The New York Times Magazine
Sunday, April 21, 2002
James Traub's provocative article (April 7) raises legitimate questions and presents a strong challenge to those of us who have been critical of standardized testing. But it oversimplifies the issue by presenting it as driven mainly by the resentment of upper-middle-class suburbanites who oppose testing because they consider their own "standards" superior. Social status and class are not beside the point, but they are peripheral for those who honestly worry that testing distorts the curriculum and creates the wrong atmosphere in the classroom. On the other hand, "teaching to the test" would be a lot less objectionable if the tests themselves were compatible with an engaging curriculum and an atmosphere conducive to learning. Clearly, when testing supplants Shakespeare, it is not.
There's a big difference between teaching to the test and teaching to the learning standards. For example, one section of an eighth-grade English-language arts exam asks students to read two passages and answer questions and write an essay on them. Why is this incompatible with the teaching of, say, "Romeo and Juliet"? Couldn't teachers devise an activity that would use Shakespeare, perhaps in conjunction with other sources, and at the same time, teach these very practical reading and writing skills?

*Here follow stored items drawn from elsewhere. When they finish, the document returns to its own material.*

//! Controller Configuration
//!
//! Loaded from a mounted YAML file. Every section has defaults so a partial
//! file (or no file at all) yields a usable configuration.

use serde::{Deserialize, Serialize};

/// Main controller configuration structure
#[derive(Debug, Clone, Deserialize, Serialize)]
#[serde(rename_all = "camelCase", default)]
pub struct ControllerConfig {
    /// Namespace where workloads are created
    pub namespace: String,

    /// Labelling rules for created resources
    pub labels: LabelConfig,

    /// Shared framework settings
    pub frameworks: FrameworkConfig,

    /// Custom resource allow-list
    pub custom_resources: CustomResourceConfig,

    /// Image build (Kaniko) settings
    pub build: BuildConfig,

    /// Polling monitor settings
    pub monitor: MonitorConfig,

    /// Watch stream settings
    pub watcher: WatcherConfig,

    /// Runnable store settings
    pub store: StoreConfig,

    /// Event bus settings
    pub events: EventsConfig,
}

#[derive(Debug, Clone, Deserialize, Serialize)]
#[serde(rename_all = "camelCase", default)]
pub struct LabelConfig {
    /// Prefix for engine-owned label keys (e.g. `runs.5dlabs.ai/run`)
    pub prefix: String,

    /// Value of `app.kubernetes.io/managed-by`
    pub managed_by: String,
}

/// What to keep in `runnable.results`.
#[derive(Debug, Clone, Copy, Default, PartialEq, Eq, Deserialize, Serialize)]
#[serde(rename_all = "lowercase")]
pub enum CollectResults {
    /// Record results, clear them on delete
    #[default]
    Default,
    /// Record results and keep them after delete
    Keep,
    /// Never record results
    Disable,
}

#[derive(Debug, Clone, Deserialize, Serialize)]
#[serde(rename_all = "camelCase", default)]
pub struct FrameworkConfig {
    pub collect_logs: bool,
    pub collect_metrics: bool,
    pub collect_results: CollectResults,
    pub image_pull_policy: String,
    /// Image of the init container that prepares source contexts
    pub init_image: String,
    /// Pull secret attached to every pod
    pub registry_secret: Option<String>,
    /// Force non-root execution
    pub disable_root: bool,
    /// Extended resource name used for GPU requests
    pub gpu_resource_key: String,
    /// Lines tailed per container when collecting logs
    pub log_tail_lines: i64,
}

#[derive(Debug, Clone, Default, Deserialize, Serialize)]
#[serde(rename_all = "camelCase", default)]
pub struct CustomResourceConfig {
    /// Allowed `group/version` values for submitted custom resources
    pub api_groups: Vec<String>,
}

#[derive(Debug, Clone, Deserialize, Serialize)]
#[serde(rename_all = "camelCase", default)]
pub struct BuildConfig {
    /// Kaniko executor image
    pub image: String,
    pub init_image: String,
    pub image_prefix: String,
    pub image_registry: String,
    /// Docker config secret mounted at `/kaniko/.docker`
    pub credentials_secret: String,
    /// Extra executor arguments
    pub args: Vec<String>,
}

#[derive(Debug, Clone, Deserialize, Serialize)]
#[serde(rename_all = "camelCase", default)]
pub struct MonitorConfig {
    pub interval_seconds: u64,
}

#[derive(Debug, Clone, Deserialize, Serialize)]
#[serde(rename_all = "camelCase", default)]
pub struct WatcherConfig {
    pub enabled: bool,
    pub backoff_initial_millis: u64,
    pub backoff_max_seconds: u64,
}

#[derive(Debug, Clone, Deserialize, Serialize)]
#[serde(rename_all = "camelCase", default)]
pub struct StoreConfig {
    /// redb database file
    pub path: String,
}

#[derive(Debug, Clone, Deserialize, Serialize)]
#[serde(rename_all = "camelCase", default)]
pub struct EventsConfig {
    /// Concurrent handlers per bus
    pub workers: usize,
    /// Queue depth before publishers wait
    pub capacity: usize,
}

impl ControllerConfig {
    /// Validate that configuration is usable
    pub fn validate(&self) -> Result<(), anyhow::Error> {
        if self.namespace.trim().is_empty() {
            return Err(anyhow::anyhow!("namespace must not be empty"));
        }
        if self.labels.prefix.trim().is_empty() {
            return Err(anyhow::anyhow!("labels.prefix must not be empty"));
        }
        if self.monitor.interval_seconds == 0 {
            return Err(anyhow::anyhow!("monitor.intervalSeconds must be positive"));
        }
        if self.events.workers == 0 || self.events.capacity == 0 {
            return Err(anyhow::anyhow!(
                "events.workers and events.capacity must be positive"
            ));
        }
        if self.build.image.trim().is_empty() {
            return Err(anyhow::anyhow!("build.image must not be empty"));
        }
        if let Some(bad) = self
            .custom_resources
            .api_groups
            .iter()
            .find(|g| !is_group_version(g))
        {
            return Err(anyhow::anyhow!(
                "customResources.apiGroups entry '{bad}' must be group/version"
            ));
        }
        Ok(())
    }

    /// Load configuration from mounted config file
    pub fn from_mounted_file(config_path: &str) -> Result<Self, anyhow::Error> {
        let config_str = std::fs::read_to_string(config_path)
            .map_err(|e| anyhow::anyhow!("Failed to read config file {config_path}: {e}"))?;

        Self::from_yaml(&config_str)
    }

    pub fn from_yaml(yaml: &str) -> Result<Self, anyhow::Error> {
        serde_yaml::from_str(yaml).map_err(|e| anyhow::anyhow!("Failed to parse config YAML: {e}"))
    }
}

fn is_group_version(value: &str) -> bool {
    matches!(value.split_once('/'), Some((group, version)) if !group.is_empty() && !version.is_empty() && !version.contains('/'))
}

impl Default for ControllerConfig {
    fn default() -> Self {
        Self {
            namespace: "runs".to_string(),
            labels: LabelConfig::default(),
            frameworks: FrameworkConfig::default(),
            custom_resources: CustomResourceConfig::default(),
            build: BuildConfig::default(),
            monitor: MonitorConfig::default(),
            watcher: WatcherConfig::default(),
            store: StoreConfig::default(),
            events: EventsConfig::default(),
        }
    }
}

impl Default for LabelConfig {
    fn default() -> Self {
        Self {
            prefix: "runs.5dlabs.ai".to_string(),
            managed_by: "run-controller".to_string(),
        }
    }
}

impl Default for FrameworkConfig {
    fn default() -> Self {
        Self {
            collect_logs: true,
            collect_metrics: true,
            collect_results: CollectResults::Default,
            image_pull_policy: "IfNotPresent".to_string(),
            init_image: "ghcr.io/5dlabs/run-init:latest".to_string(),
            registry_secret: None,
            disable_root: false,
            gpu_resource_key: "nvidia.com/gpu".to_string(),
            log_tail_lines: 200,
        }
    }
}

impl Default for BuildConfig {
    fn default() -> Self {
        Self {
            image: "gcr.io/kaniko-project/executor:latest".to_string(),
            init_image: "ghcr.io/5dlabs/run-init:latest".to_string(),
            image_prefix: "runs".to_string(),
            image_registry: "registry.local".to_string(),
            credentials_secret: "registry-credentials".to_string(),
            args: Vec::new(),
        }
    }
}

impl Default for MonitorConfig {
    fn default() -> Self {
        Self {
            interval_seconds: 60,
        }
    }
}

impl Default for WatcherConfig {
    fn default() -> Self {
        Self {
            enabled: true,
            backoff_initial_millis: 500,
            backoff_max_seconds: 60,
        }
    }
}

impl Default for StoreConfig {
    fn default() -> Self {
        Self {
            path: "/data/runnables.redb".to_string(),
        }
    }
}

impl Default for EventsConfig {
    fn default() -> Self {
        Self {
            workers: 8,
            capacity: 1024,
        }
    }
}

I expected to read another article deploring the injustice of requiring well-off children from Scarsdale to take standards-based tests. Instead, Traub showed how the real beneficiaries of these tests are the students of schools that have not performed well in the past. He argues implicitly that, despite the complaints of highly educated parents from Scarsdale and the ennui of teachers required to teach to the test, these new exams are benefiting children in less affluent communities. Bravo for thinking about the children trapped in nonperforming schools.
Traub has spent too much time with whining suburbanites. Why are they so opposed to standardized testing? Plumbers, electricians and even hairdressers have to pass standardized tests. So do real-estate brokers, lawyers, doctors, accountants and, yes, even teachers! Why should their children be any different?
Standardized testing in public education was introduced to set a minimum standard of performance after 30 years of "education reform" was shown to be a failure -- resulting in expensive schools run by educational bureaucrats who have miserably failed minority communities and inner-city students.
Mastering standardized tests is a skill that is necessary to obtain credentials in just about any field -- like it or not. Real education can easily accompany standardized tests.
I am always amazed at teachers who complain about "teaching the test," which is a legitimate measure of the successful communication of basic skills in our schools.
I want my school-age children to have access to the vital information and skills that are reflected in these state-mandated exams.
Joseph P. Lenahan
As a Scarsdale resident with three school-age children, I can tell you that the same women who are campaigning against standardized tests today will, in a few short years, have their children enrolled in expensive SAT prep classes and be lobbying Scarsdale High School to better prepare their children for standardized college-entrance exams.